Pick out all lines of the entries that include the word "filename" and copy them.

Exercise input:
# # # # # # #

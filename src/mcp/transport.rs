// ABOUTME: Newline-delimited JSON-RPC transport over async readers and writers
// ABOUTME: Runs the MCP server on stdin/stdout until the client closes the stream
//
// SPDX-License-Identifier: MIT OR Apache-2.0
// Copyright (c) 2025 Pierre Fitness Intelligence

use tokio::io::{AsyncBufRead, AsyncBufReadExt, AsyncWrite, AsyncWriteExt, BufReader};
use tracing::{debug, info};

use super::server::McpServer;
use crate::errors::{AppError, AppResult};
use crate::jsonrpc::JsonRpcResponse;

/// Serve requests read line by line from `reader`, writing one response line
/// per request to `writer`. Returns at end of input.
///
/// # Errors
///
/// Returns an error if reading, writing, or serializing a response fails
pub async fn serve<R, W>(server: &McpServer, reader: R, mut writer: W) -> AppResult<()>
where
    R: AsyncBufRead + Unpin,
    W: AsyncWrite + Unpin,
{
    let mut lines = reader.lines();

    while let Some(line) = lines.next_line().await? {
        if line.trim().is_empty() {
            continue;
        }

        if let Some(response) = server.handle_message(&line).await {
            write_response(&mut writer, &response).await?;
        }
    }

    debug!("MCP input closed");
    Ok(())
}

/// Run the server on the process's stdin and stdout
///
/// # Errors
///
/// Returns an error if stdio processing fails
pub async fn run_stdio(server: &McpServer) -> AppResult<()> {
    info!("MCP stdio transport ready - listening on stdin/stdout");
    serve(server, BufReader::new(tokio::io::stdin()), tokio::io::stdout()).await
}

async fn write_response<W>(writer: &mut W, response: &JsonRpcResponse) -> AppResult<()>
where
    W: AsyncWrite + Unpin,
{
    let response_json = serde_json::to_string(response)
        .map_err(|e| AppError::internal(format!("JSON serialization failed: {e}")))?;
    debug!("Sending MCP response: {} bytes", response_json.len());

    writer.write_all(response_json.as_bytes()).await?;
    writer.write_all(b"\n").await?;
    writer.flush().await?;
    Ok(())
}
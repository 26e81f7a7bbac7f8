//! # Gridlock State
//!
//! The shared game-state store: one named shared-memory segment holding a
//! fixed header (dimensions, agent records, game-over flag) followed by the
//! row-major board.
//!
//! The store does no locking of its own. Access goes through [`GameView`]
//! and [`GameMut`], which can only be obtained from a [`StateSegment`]
//! while holding the corresponding guard from the sync segment — the lock
//! discipline is enforced at the type level, and there is no ambient
//! global handle.

pub mod layout;
pub mod segment;
pub mod setup;

pub use layout::*;
pub use segment::*;
//! ASCII rendering of one frame.

use state::{cell_owner, GameView};
use std::fmt::Write;

/// Render the board and the per-agent stat lines.
///
/// Cells: digits are uncaptured rewards, `.` is free, lowercase letters
/// are captured territory, an uppercase letter is the owning agent
/// standing on it.
pub fn frame(view: &GameView<'_>) -> String {
    let mut out = String::new();
    let h = view.header;
    let _ = writeln!(out, "gridlock {}x{} agents={}", h.width, h.height, h.agent_count);

    for y in 0..h.height {
        for x in 0..h.width {
            out.push(cell_char(view, x, y));
        }
        out.push('\n');
    }

    for slot in 0..h.agent_count as usize {
        let rec = &h.agents[slot];
        let _ = writeln!(
            out,
            "{} {:<16} score={:<5} valid={} invalid={} timeouts={} pos=({},{}){}",
            (b'A' + slot as u8) as char,
            rec.name_str(),
            rec.score,
            rec.valid_moves,
            rec.invalid_moves,
            rec.timeouts,
            rec.x,
            rec.y,
            if rec.is_blocked() { " blocked" } else { "" },
        );
    }
    if h.is_over() {
        out.push_str("GAME OVER\n");
    }
    out
}

fn cell_char(view: &GameView<'_>, x: u32, y: u32) -> char {
    let v = view.board[view.idx(x, y)];
    match cell_owner(v) {
        Some(owner) => {
            let rec = &view.header.agents[owner];
            if (rec.x as u32, rec.y as u32) == (x, y) {
                (b'A' + owner as u8) as char
            } else {
                (b'a' + owner as u8) as char
            }
        }
        None if v == 0 => '.',
        None => char::from_digit(v as u32, 10).unwrap_or('?'),
    }
}
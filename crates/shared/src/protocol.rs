//! Agent-byte protocol and segment naming.
//!
//! An agent sends exactly one byte per granted turn on its private pipe:
//! `0..=7` is a compass direction (0 = north, increasing clockwise in 45°
//! steps), [`PASS_SENTINEL`] is a voluntary pass ("no legal move"), and
//! closing the pipe means the agent exited. Bytes `8..=0xFE` are not part
//! of the protocol and score as invalid moves.

/// Maximum number of agent slots. Fixed by the protocol.
pub const MAX_AGENTS: usize = 9;

/// Number of move directions; bytes below this are direction codes.
pub const DIR_COUNT: u8 = 8;

/// Reserved byte an agent sends to declare it has no legal move.
pub const PASS_SENTINEL: u8 = 0xFF;

/// Default name of the game-state shm segment.
pub const STATE_SEGMENT: &str = "/gridlock_state";

/// Default name of the synchronization shm segment.
pub const SYNC_SEGMENT: &str = "/gridlock_sync";

/// Environment override for the state segment name.
///
/// The orchestrator sets this on every child it spawns, so one machine can
/// host several concurrent runs (and integration tests stay isolated).
pub const STATE_SEGMENT_ENV: &str = "GRIDLOCK_STATE_SEGMENT";

/// Environment override for the sync segment name.
pub const SYNC_SEGMENT_ENV: &str = "GRIDLOCK_SYNC_SEGMENT";

/// The state segment name for this process: env override or the default.
pub fn state_segment_name() -> String {
    std::env::var(STATE_SEGMENT_ENV).unwrap_or_else(|_| STATE_SEGMENT.to_string())
}

/// The sync segment name for this process: env override or the default.
pub fn sync_segment_name() -> String {
    std::env::var(SYNC_SEGMENT_ENV).unwrap_or_else(|_| SYNC_SEGMENT.to_string())
}
//! # Gridlock Shared
//!
//! Common types used across all Gridlock crates: the error type, the
//! agent-byte protocol constants, and the raw POSIX shared-memory mapping
//! both shared segments are built on.

pub mod error;
pub mod protocol;
pub mod shm;

// Re-exports
pub use error::*;
pub use protocol::*;
pub use shm::*;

# # # # # # #

Your solution:
filename src/mcp/transport.rs
filename crates/shared/src/protocol.rs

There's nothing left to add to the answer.